Sticky Chinese Pork

Serves 4

2 pork tenderloins (500g), cut into 2.5cm cubes

60ml (1/4 cup) light soy sauce

2 teaspoons sesame oil

2 teaspoons five-spice powder

1 garlic clove, finely chopped

1 tablespoon finely grated ginger

2 tablespoons honey

1 1/2 tablespoons sunflower oil

1 red capsicum (bell pepper), thinly sliced

60g snow peas, trimmed, thinly sliced lengthways

2 heads of bok choy, halved

50g bean sprouts, trimmed

toasted sesame seeds, to serve

Place pork in a bowl with soy, sesame oil, five-spice, garlic, ginger and honey.  Toss to combine, then set aside for 10 minutes.   Heat half the oil in a large frypan or wok over high heat.  Stir-fry capsicum and snow peas for 1-2 minutes until just tender.  Add bok choy and cook for a further minute.  Transfer vegetables to a bowl and set aside.  Heat remaining oil in the same pan over medium-low heat.  Drain the pork, reserving marinade.  Cook pork in batches for 1-2 minutes until light golden.  Add reserved marinade and allow to bubble for 3-5 minutes until reduced and sticky.

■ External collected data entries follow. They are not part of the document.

// src/exec/instruction.rs

//! Tagged-variant instruction representation.

use std::fmt;

use thiserror::Error;

use crate::types::Register;

/// Source operand of a two-operand instruction.
#[derive(Debug, Clone, Copy, PartialEq, Eq)]
pub enum Operand {
    Immediate(i64),
    Register(Register),
}

impl fmt::Display for Operand {
    fn fmt(&self, f: &mut fmt::Formatter<'_>) -> fmt::Result {
        match self {
            Operand::Immediate(value) => write!(f, "{value}"),
            Operand::Register(reg) => write!(f, "{reg}"),
        }
    }
}

#[derive(Debug, Clone, Copy, PartialEq, Eq)]
pub enum ArithOp {
    Add,
    Sub,
    Mul,
}

impl ArithOp {
    /// Registers wrap on overflow instead of panicking.
    pub fn apply(&self, lhs: i64, rhs: i64) -> i64 {
        match self {
            ArithOp::Add => lhs.wrapping_add(rhs),
            ArithOp::Sub => lhs.wrapping_sub(rhs),
            ArithOp::Mul => lhs.wrapping_mul(rhs),
        }
    }

    pub fn mnemonic(&self) -> &'static str {
        match self {
            ArithOp::Add => "ADD",
            ArithOp::Sub => "SUB",
            ArithOp::Mul => "MUL",
        }
    }
}

/// A decoded instruction.
#[derive(Debug, Clone, Copy, PartialEq, Eq)]
pub enum Instruction {
    Nop,
    Inc(Register),
    Arith {
        op: ArithOp,
        dest: Register,
        operand: Operand,
    },
    /// Jump target as written; range checks happen at execution time because
    /// they depend on the owning process.
    Jmp(i64),
}

impl fmt::Display for Instruction {
    fn fmt(&self, f: &mut fmt::Formatter<'_>) -> fmt::Result {
        match self {
            Instruction::Nop => f.write_str("NOP"),
            Instruction::Inc(reg) => write!(f, "INC {reg}"),
            Instruction::Arith { op, dest, operand } => {
                write!(f, "{} {dest}, {operand}", op.mnemonic())
            }
            Instruction::Jmp(target) => write!(f, "JMP {target}"),
        }
    }
}

#[derive(Error, Debug, Clone, PartialEq, Eq)]
pub enum DecodeError {
    #[error("syntax error: {0:?}")]
    Syntax(String),

    #[error("unknown register {register:?} in {text:?}")]
    UnknownRegister { register: String, text: String },

    #[error("invalid integer literal {literal:?} in {text:?}")]
    InvalidLiteral { literal: String, text: String },
}

/// Instruction-level failures. These are reported to the diagnostic sink and
/// never abort a process or the simulation.
#[derive(Error, Debug, Clone, PartialEq, Eq)]
pub enum ExecError {
    #[error("decode error: {0}")]
    Decode(#[from] DecodeError),

    #[error("jump target {target} out of range (valid: 0..{len})")]
    JumpOutOfRange { target: i64, len: usize },

    #[error("no instruction at pc {pc}")]
    NoInstruction { pc: i64 },
}
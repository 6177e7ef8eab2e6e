// src/scheduler/visit.rs

//! Per-visit result types for the scheduler.

use std::fmt;

use crate::process::Snapshot;

/// Why a process was forced to finish.
#[derive(Debug, Clone, Copy, PartialEq, Eq)]
pub enum Termination {
    /// Consecutive jumps to `target` exceeded the repeated-jump threshold.
    RepeatedJump { target: i64, repeats: u32 },
    /// The process used up its total step budget.
    StepLimit { limit: u64 },
}

impl fmt::Display for Termination {
    fn fmt(&self, f: &mut fmt::Formatter<'_>) -> fmt::Result {
        match self {
            Termination::RepeatedJump { target, repeats } => {
                write!(f, "repeated jump to {target} ({repeats} repeats)")
            }
            Termination::StepLimit { limit } => write!(f, "step limit of {limit} reached"),
        }
    }
}

/// How a single visit ended.
#[derive(Debug, Clone, Copy, PartialEq, Eq)]
pub enum VisitOutcome {
    /// Quantum used up; the process goes back to `Ready`.
    Preempted,
    /// `pc` left the instruction range; the process is `Finished`.
    Completed,
    /// The process cannot make progress (`quantum <= 0`) and is `Finished`.
    NoProgress,
    /// A loop guard fired; the process is `Finished`.
    ForcedTermination(Termination),
}

impl VisitOutcome {
    pub fn is_terminal(&self) -> bool {
        !matches!(self, VisitOutcome::Preempted)
    }
}

/// Structured record of one scheduling visit.
#[derive(Debug, Clone, PartialEq, Eq)]
pub struct Visit {
    pub pid: u32,
    /// 1-based pass in which the visit happened.
    pub pass: u64,
    /// Instructions executed during this visit (including failed ones).
    pub executed: u64,
    /// Instructions that failed to decode or jumped out of range.
    pub errors: u64,
    pub outcome: VisitOutcome,
    pub before: Snapshot,
    pub after: Snapshot,
}
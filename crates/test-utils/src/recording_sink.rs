use procplanner::sink::{DiagnosticSink, Severity};

/// A sink that records every message for later assertions.
#[derive(Debug, Default, Clone)]
pub struct RecordingSink {
    pub entries: Vec<(Severity, String)>,
}

impl RecordingSink {
    pub fn new() -> Self {
        Self::default()
    }

    pub fn infos(&self) -> Vec<&str> {
        self.with_severity(Severity::Info)
    }

    pub fn errors(&self) -> Vec<&str> {
        self.with_severity(Severity::Error)
    }

    /// Whether any message contains `needle`.
    pub fn contains(&self, needle: &str) -> bool {
        self.entries.iter().any(|(_, msg)| msg.contains(needle))
    }

    /// Pids in the order they were switched to.
    pub fn context_switches(&self) -> Vec<u32> {
        self.entries
            .iter()
            .filter_map(|(_, msg)| {
                let rest = msg.strip_prefix("context switch: pid ")?;
                rest.split_whitespace().next()?.parse().ok()
            })
            .collect()
    }

    fn with_severity(&self, severity: Severity) -> Vec<&str> {
        self.entries
            .iter()
            .filter(|(s, _)| *s == severity)
            .map(|(_, msg)| msg.as_str())
            .collect()
    }
}

impl DiagnosticSink for RecordingSink {
    fn info(&mut self, msg: &str) {
        self.entries.push((Severity::Info, msg.to_string()));
    }

    fn error(&mut self, msg: &str) {
        self.entries.push((Severity::Error, msg.to_string()));
    }
}
// src/process/loader.rs

//! Process-definition file loader.
//!
//! Format (one header line per process, followed by its instructions):
//!
//! ```text
//! # pid pc ax bx cx quantum [status] [@instruction-file]
//! 1 0 2 3 1 3 Ready
//! ADD AX, BX
//! INC AX
//! 2 0 0 0 0 2 Ready @programs/p2.asm
//! ```
//!
//! - A line whose first character is an ASCII digit starts a new process.
//!   Indented lines never do, even when they begin with a digit after the
//!   leading whitespace; they are read as instructions.
//! - Numeric header fields after `pid` are optional and positional; missing
//!   registers and `pc` default to 0, a missing quantum to the configured
//!   default. A negative `pc` is rejected.
//! - Duplicate pids are rejected among the processes that are kept; records
//!   past `max_processes` are dropped before that check.
//! - `@path` names an instruction file, resolved relative to the directory
//!   of the definition file. Its lines come before any inline instructions.
//! - Blank lines and `#` comments are ignored everywhere.

use std::collections::HashSet;
use std::path::{Path, PathBuf};
use std::str::FromStr;

use tracing::{debug, warn};

use crate::config::model::LoaderSection;
use crate::errors::{PlannerError, Result};
use crate::fs::FileSystem;
use crate::process::record::{DEFAULT_QUANTUM, Process};
use crate::types::ProcessStatus;

/// Limits and defaults applied while loading.
#[derive(Debug, Clone, Copy, PartialEq, Eq)]
pub struct LoaderOptions {
    pub max_processes: usize,
    pub max_instructions: usize,
    pub default_quantum: i64,
}

impl Default for LoaderOptions {
    fn default() -> Self {
        Self {
            max_processes: 10,
            max_instructions: 20,
            default_quantum: DEFAULT_QUANTUM,
        }
    }
}

impl From<&LoaderSection> for LoaderOptions {
    fn from(section: &LoaderSection) -> Self {
        Self {
            max_processes: section.max_processes,
            max_instructions: section.max_instructions,
            default_quantum: section.default_quantum,
        }
    }
}

/// Read and parse a process-definition file.
pub fn load_processes(
    fs: &dyn FileSystem,
    path: impl AsRef<Path>,
    options: &LoaderOptions,
) -> Result<Vec<Process>> {
    let path = path.as_ref();
    let contents = fs.read_to_string(path)?;
    let base_dir = path.parent().unwrap_or_else(|| Path::new(""));

    let processes = parse_processes(fs, &contents, base_dir, options)?;
    debug!(path = ?path, count = processes.len(), "loaded process definitions");
    Ok(processes)
}

/// Parse process definitions from already-read text.
///
/// `base_dir` is used to resolve `@path` instruction-file references.
pub fn parse_processes(
    fs: &dyn FileSystem,
    contents: &str,
    base_dir: &Path,
    options: &LoaderOptions,
) -> Result<Vec<Process>> {
    let mut processes = Vec::new();
    let mut seen_pids = HashSet::new();
    let mut current: Option<PendingProcess> = None;
    // Set once `max_processes` is reached; later records are dropped.
    let mut dropping = false;

    for (idx, raw) in contents.lines().enumerate() {
        let line_no = idx + 1;
        let line = raw.trim();

        if line.is_empty() || line.starts_with('#') {
            continue;
        }

        if raw.starts_with(|c: char| c.is_ascii_digit()) {
            let header = parse_header(line, line_no, options.default_quantum)?;

            if let Some(pending) = current.take() {
                processes.push(pending.finish(options));
            }

            if processes.len() >= options.max_processes {
                warn!(
                    pid = header.pid,
                    line = line_no,
                    max_processes = options.max_processes,
                    "process limit reached; dropping process definition"
                );
                dropping = true;
                continue;
            }

            if !seen_pids.insert(header.pid) {
                return Err(PlannerError::DuplicatePid {
                    pid: header.pid,
                    line: line_no,
                });
            }

            dropping = false;
            let mut pending = PendingProcess::new(header);
            if let Some(source) = pending.header.source.clone() {
                pending.instructions = read_instruction_file(fs, &base_dir.join(source));
            }
            current = Some(pending);
            continue;
        }

        match current.as_mut() {
            Some(pending) => pending.instructions.push(line.to_string()),
            None if dropping => {}
            None => warn!(line = line_no, text = %line, "instruction before any process header; ignoring"),
        }
    }

    if let Some(pending) = current.take() {
        processes.push(pending.finish(options));
    }

    Ok(processes)
}

/// Parsed header line.
#[derive(Debug, Clone)]
struct Header {
    pid: u32,
    pc: i64,
    ax: i64,
    bx: i64,
    cx: i64,
    quantum: i64,
    source: Option<PathBuf>,
}

const NUMERIC_FIELDS: [&str; 5] = ["pc", "ax", "bx", "cx", "quantum"];

fn parse_header(line: &str, line_no: usize, default_quantum: i64) -> Result<Header> {
    let mut tokens = line.split_whitespace().peekable();

    let pid_token = tokens.next().unwrap_or_default();
    let pid = pid_token.parse::<u32>().map_err(|_| PlannerError::ParseError {
        line: line_no,
        message: format!("invalid pid {pid_token:?}"),
    })?;

    // pc, ax, bx, cx, quantum
    let mut values = [0, 0, 0, 0, default_quantum];
    for (slot, field) in values.iter_mut().zip(NUMERIC_FIELDS) {
        let Some(token) = tokens.next_if(|t| looks_numeric(t)) else {
            break;
        };
        let invalid = || PlannerError::ParseError {
            line: line_no,
            message: format!("invalid value {token:?} for {field}"),
        };
        *slot = token.parse::<i64>().map_err(|_| invalid())?;
        if field == "pc" && *slot < 0 {
            return Err(invalid());
        }
    }

    let mut source = None;
    for token in tokens {
        if let Some(path) = token.strip_prefix('@') {
            if path.is_empty() {
                return Err(PlannerError::ParseError {
                    line: line_no,
                    message: "empty instruction file reference".to_string(),
                });
            }
            source = Some(PathBuf::from(path));
            continue;
        }

        let status = ProcessStatus::from_str(token).map_err(|message| PlannerError::ParseError {
            line: line_no,
            message,
        })?;
        if status != ProcessStatus::Ready {
            warn!(pid, line = line_no, %status, "initial status ignored; process loaded as Ready");
        }
    }

    let [pc, ax, bx, cx, quantum] = values;
    Ok(Header {
        pid,
        pc,
        ax,
        bx,
        cx,
        quantum,
        source,
    })
}

fn looks_numeric(token: &str) -> bool {
    token
        .chars()
        .next()
        .is_some_and(|c| c.is_ascii_digit() || c == '-' || c == '+')
}

/// Read an instruction file. A missing or unreadable file yields no
/// instructions; the process is still loaded.
fn read_instruction_file(fs: &dyn FileSystem, path: &Path) -> Vec<String> {
    if !fs.is_file(path) {
        warn!(path = ?path, "instruction file not found; process has no instructions");
        return Vec::new();
    }

    match fs.read_to_string(path) {
        Ok(contents) => contents
            .lines()
            .map(str::trim)
            .filter(|line| !line.is_empty() && !line.starts_with('#'))
            .map(str::to_string)
            .collect(),
        Err(err) => {
            warn!(path = ?path, error = %err, "failed to read instruction file; process has no instructions");
            Vec::new()
        }
    }
}

#[derive(Debug)]
struct PendingProcess {
    header: Header,
    instructions: Vec<String>,
}

impl PendingProcess {
    fn new(header: Header) -> Self {
        Self {
            header,
            instructions: Vec::new(),
        }
    }

    fn finish(mut self, options: &LoaderOptions) -> Process {
        if self.instructions.len() > options.max_instructions {
            warn!(
                pid = self.header.pid,
                count = self.instructions.len(),
                max_instructions = options.max_instructions,
                "too many instructions; truncating"
            );
            self.instructions.truncate(options.max_instructions);
        }

        let header = self.header;
        let mut process = Process::new(header.pid, self.instructions);
        process.pc = header.pc;
        process.ax = header.ax;
        process.bx = header.bx;
        process.cx = header.cx;
        process.quantum = header.quantum;
        process
    }
}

Return vegetables to the pan with the pork, tossing gently to combine.  Sprinkle with sesame seeds and serve.

The Culinary Chase's Note:  The kitchen was filled with beautiful aromas! Make sure to thoroughly rinse off the bok choy as the dirt can inside the stems.  Choose smaller bok choy as the large ones aren't as sweet.  Make sure the stems are just tender and the leaves slightly wilted.